6 – Use Structure!
Because I trained myself web style, there are some really primary design concepts I skipped out on learning beginning on. A several years after I had began creating sites I signed up with a regional design organization and met a guy known as Matt Leach who went on to be editor of the subversive Empty Magazine. Anyhow Matt did two factors for me for which I am permanently thankful. The first is he presented me to my lovely wife Cyan (yay!) and the partially less essential second is that he trained me to use structure in my design.
In those days I used to just toss things on a web page and sometimes things lined up or were equally spaced or kind of used a grid, and sometimes well they just kind of dropped how they dropped. Matt critiqued a design I had done and revealed me the wonders of alignment and spacing and I’ve never seemed returning.

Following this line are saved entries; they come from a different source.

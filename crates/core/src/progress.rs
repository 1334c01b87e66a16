//! Progress and state-change snapshots observed from outside the scheduler.

use serde::{Deserialize, Serialize};

use crate::id::JobUid;
use crate::job::JobState;

/// Lowest progress value; set when an execution starts.
pub const PROGRESS_MIN: u8 = 0;

/// Highest progress value; set when an execution finishes successfully.
pub const PROGRESS_MAX: u8 = 100;

/// Clamp a handler-reported progress value into `PROGRESS_MIN..=PROGRESS_MAX`.
pub fn clamp_progress(value: i64) -> u8 {
    value.clamp(i64::from(PROGRESS_MIN), i64::from(PROGRESS_MAX)) as u8
}

/// Broadcast whenever a job's execution state changes.
#[derive(Debug, Clone, PartialEq, Eq, Serialize, Deserialize)]
pub struct JobStateChange {
    pub uid: JobUid,
    pub state: JobState,
    pub progress: u8,
    pub result: String,
    pub failure: String,
}

/// Point-in-time progress of a single job.
#[derive(Debug, Clone, PartialEq, Eq, Serialize, Deserialize)]
pub struct JobProgress {
    pub state: JobState,
    pub progress: u8,
    pub result: String,
    pub failure: String,
}
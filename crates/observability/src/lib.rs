//! Tracing and logging setup shared by scheduler processes.

pub use self::tracing::LogFormat;

/// Initialize process-wide logging.
///
/// The output format comes from `JOBS_LOG_FORMAT` (`json` or `pretty`,
/// default `json`). Safe to call multiple times; later calls are no-ops.
pub fn init() {
    self::tracing::init(LogFormat::from_env());
}

/// Tracing configuration (filters, layers).
pub mod tracing;
//! Publish/subscribe abstraction (mechanics only).
//!
//! Messages are opaque byte payloads addressed to a named topic. Every
//! subscriber of a topic receives its own copy (broadcast semantics).
//!
//! ## Delivery
//!
//! Delivery is **best effort / fire-and-forget**: there is no acknowledgement,
//! and a subscriber that joins late misses earlier messages. Consumers treat a
//! message as a hint (e.g. "cancel job X") and confirm through the job store.

use std::sync::Arc;

use async_trait::async_trait;
use thiserror::Error;
use tokio::sync::mpsc::UnboundedReceiver;

#[derive(Debug, Error)]
pub enum PubSubError {
    /// Internal lock poisoned.
    #[error("pubsub state poisoned")]
    Poisoned,

    /// The message payload could not be encoded or decoded.
    #[error("codec error: {0}")]
    Codec(String),

    /// Transport failure (connection lost, broker error, ...).
    #[error("transport error: {0}")]
    Transport(String),
}

type CloseHook = Box<dyn FnOnce() + Send + Sync>;

/// A subscription to a single topic.
///
/// Must be closed on shutdown; dropping it has the same effect.
pub struct Subscription {
    topic: String,
    receiver: UnboundedReceiver<Vec<u8>>,
    on_close: Option<CloseHook>,
}

impl Subscription {
    pub fn new(topic: impl Into<String>, receiver: UnboundedReceiver<Vec<u8>>) -> Self {
        Self {
            topic: topic.into(),
            receiver,
            on_close: None,
        }
    }

    /// Attach a hook run once when the subscription closes (e.g. stop a
    /// transport listener task).
    pub fn with_close_hook(mut self, hook: impl FnOnce() + Send + Sync + 'static) -> Self {
        self.on_close = Some(Box::new(hook));
        self
    }

    pub fn topic(&self) -> &str {
        &self.topic
    }

    /// Wait for the next payload; `None` once the subscription is closed.
    pub async fn recv(&mut self) -> Option<Vec<u8>> {
        self.receiver.recv().await
    }

    /// Take a payload if one is already queued.
    pub fn try_recv(&mut self) -> Option<Vec<u8>> {
        self.receiver.try_recv().ok()
    }

    /// Stop receiving. Publishers drop this subscriber on their next send.
    pub fn close(&mut self) {
        self.receiver.close();
        if let Some(hook) = self.on_close.take() {
            hook();
        }
    }
}

impl core::fmt::Debug for Subscription {
    fn fmt(&self, f: &mut core::fmt::Formatter<'_>) -> core::fmt::Result {
        f.debug_struct("Subscription")
            .field("topic", &self.topic)
            .finish_non_exhaustive()
    }
}

impl Drop for Subscription {
    fn drop(&mut self) {
        self.close();
    }
}

/// Topic-addressed publish/subscribe transport.
///
/// Implementations must be safe to share across tasks; any number of
/// publishers may publish concurrently.
#[async_trait]
pub trait PubSub: Send + Sync {
    async fn publish(&self, topic: &str, payload: Vec<u8>) -> Result<(), PubSubError>;

    async fn subscribe(&self, topic: &str) -> Result<Subscription, PubSubError>;
}

#[async_trait]
impl<B> PubSub for Arc<B>
where
    B: PubSub + ?Sized,
{
    async fn publish(&self, topic: &str, payload: Vec<u8>) -> Result<(), PubSubError> {
        (**self).publish(topic, payload).await
    }

    async fn subscribe(&self, topic: &str) -> Result<Subscription, PubSubError> {
        (**self).subscribe(topic).await
    }
}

If you’re not already doing so, spend some time doing these things:
• Evenly space things
For example if you have some text in a box in your sidebar, it’s usually a wise decision for the writing text to be central from the top and side. It’s an easy addiction, but creates the box look healthy and consistent.
• Line things up
If you have a lot of boxes, a logo, some headlines, some written text, all approximately in the same place you should be lining the edges as much as possible. There are some techniques to this in that some characters in titles should not be exactly covered up – the best example is a investment "T", or if you have written text in a box you have a option between arranging the advantage of the box or the advantage of the writing with the other components. The more you exercise aiming and the more you look at how other individuals and styles do it, the better you will get at it until it becomes natural and you will discover it begins generating you insane when individuals do not arrange factors effectively :-)
• Use Grids
Grids are an extension of lining things up. Here you’re predefined a set of vertical and horizontal spaces and then sticking to them (with variation). Do you have to do this by actually drawing in guides and column lines – not really, personally I do it mostly by just guessing and "making it look right". But of course the more complex the grid and use of it, the more you may want to use guides and helpers.

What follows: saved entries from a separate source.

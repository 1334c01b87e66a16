//! Redis-backed lock provider (optional).
//!
//! Classic single-node Redis lock: `SET key token NX PX ttl` to acquire, and a
//! compare-and-delete script to release so a holder never removes a lock that
//! already expired and was taken by someone else.

use std::time::Duration;

use async_trait::async_trait;
use jobforge_core::JobUid;

use super::{DistributedMutex, LockError, MutexManager};

const KEY_PREFIX: &str = "jobforge:lock:";
const RETRY_INTERVAL: Duration = Duration::from_millis(50);

const UNLOCK_SCRIPT: &str = r#"
if redis.call("GET", KEYS[1]) == ARGV[1] then
    return redis.call("DEL", KEYS[1])
else
    return 0
end
"#;

#[derive(Debug, Clone)]
pub struct RedisMutexManager {
    client: redis::Client,
    expiry: Duration,
    acquire_timeout: Duration,
}

impl RedisMutexManager {
    pub fn new(redis_url: impl AsRef<str>) -> Result<Self, LockError> {
        let client = redis::Client::open(redis_url.as_ref())
            .map_err(|e| LockError::Provider(e.to_string()))?;
        Ok(Self {
            client,
            expiry: Duration::from_secs(60),
            acquire_timeout: Duration::from_secs(30),
        })
    }

    /// How long a lock survives a holder that never releases it.
    pub fn with_expiry(mut self, expiry: Duration) -> Self {
        self.expiry = expiry;
        self
    }

    pub fn with_acquire_timeout(mut self, timeout: Duration) -> Self {
        self.acquire_timeout = timeout;
        self
    }
}

impl MutexManager for RedisMutexManager {
    fn new_mutex(&self, name: &str) -> Box<dyn DistributedMutex> {
        Box::new(RedisMutex {
            name: name.to_string(),
            key: format!("{KEY_PREFIX}{name}"),
            token: None,
            manager: self.clone(),
        })
    }
}

struct RedisMutex {
    name: String,
    key: String,
    token: Option<String>,
    manager: RedisMutexManager,
}

impl RedisMutex {
    async fn connection(&self) -> Result<redis::aio::MultiplexedConnection, LockError> {
        self.manager
            .client
            .get_multiplexed_async_connection()
            .await
            .map_err(|e| LockError::Provider(e.to_string()))
    }
}

#[async_trait]
impl DistributedMutex for RedisMutex {
    fn name(&self) -> &str {
        &self.name
    }

    async fn lock(&mut self) -> Result<(), LockError> {
        if self.token.is_some() {
            return Ok(());
        }

        let mut conn = self.connection().await?;
        let token = JobUid::generate().into_inner();
        let expiry_ms = self.manager.expiry.as_millis() as u64;
        let deadline = tokio::time::Instant::now() + self.manager.acquire_timeout;

        loop {
            let acquired: Option<String> = redis::cmd("SET")
                .arg(&self.key)
                .arg(&token)
                .arg("NX")
                .arg("PX")
                .arg(expiry_ms)
                .query_async(&mut conn)
                .await
                .map_err(|e| LockError::Provider(e.to_string()))?;

            if acquired.is_some() {
                self.token = Some(token);
                return Ok(());
            }

            if tokio::time::Instant::now() + RETRY_INTERVAL > deadline {
                return Err(LockError::Timeout(self.name.clone()));
            }
            tokio::time::sleep(RETRY_INTERVAL).await;
        }
    }

    async fn unlock(&mut self) -> Result<(), LockError> {
        let token = self
            .token
            .take()
            .ok_or_else(|| LockError::NotHeld(self.name.clone()))?;

        let mut conn = self.connection().await?;
        let deleted: i64 = redis::Script::new(UNLOCK_SCRIPT)
            .key(&self.key)
            .arg(token)
            .invoke_async(&mut conn)
            .await
            .map_err(|e| LockError::Provider(e.to_string()))?;

        if deleted == 0 {
            // Expired and possibly re-acquired by another holder.
            return Err(LockError::NotHeld(self.name.clone()));
        }
        Ok(())
    }
}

• Be Systematic in Font Sizes and Families
A rookie mistake is to go crazy with typefaces and mismatch sizes, fonts and colors While variation is good, you also want consistency. It’s best if you have 1-3 typefaces you are using and you do so completely consistently.
7 – Now Mix in Some Unstructured
Once you have structure in your design and you’ve gotten used to aligning and being ordered and systematic, only then is it time to break out and start mixing things up. It’s the old adage that you have to understand the rules before you break them.
Mixing some unstructured elements into a structured design is a really nice way of getting a result that looks ordered and comprehensible and yet isn’t boring. Your main aim is to break out of the structure using a couple of bold visual elements, to vary up spacing, typefaces and use of your grid, and yet have an underlying structure.
Actually you can even just completely break out of structure altogether, but it’s pretty damn hard to do well. A famous designer who is known for breaking rules – largely to do with typography, but also with grids and design structures – is David Carson.
SmashingMagazine has a bunch of articles about grid-based design, including this one about breaking out of the grid by our own Psdtuts+ editor Sean Hodge.
8 – With every project, do one thing you’ve never done before
If I could give one piece of advice to a new designer it would be to make this a personal design habit: With every single project you take on, do one thing you've never done before. Whether it’s a new font, a new grid, a new visual style, a new color scheme, a new graphic effect, a new menu structure, a new technology, anything. Even if it means the job takes a bit longer than it should, even if it leads to a couple dead ends you could have avoided, even if it means you have to spend a bit extra to buy a new font, just do it.
This habit will do a number of things for you. It will force you to constantly expand your horizons as a designer. It will keep your work feeling fresh. And it will prevent you from falling into a design rut and just pumping out the "usual". It’s a habit that you can take on early in your career as a way to become better, and then long after you are established it will keep paying dividends.
If you only take one thing away from all these Web Design Week posts I’ve been working so hard on, make it this: to habitually push yourself as a designer, to try new things, to experiment, to always be learning, and to never stop finding joy in new techniques, styles and ideas.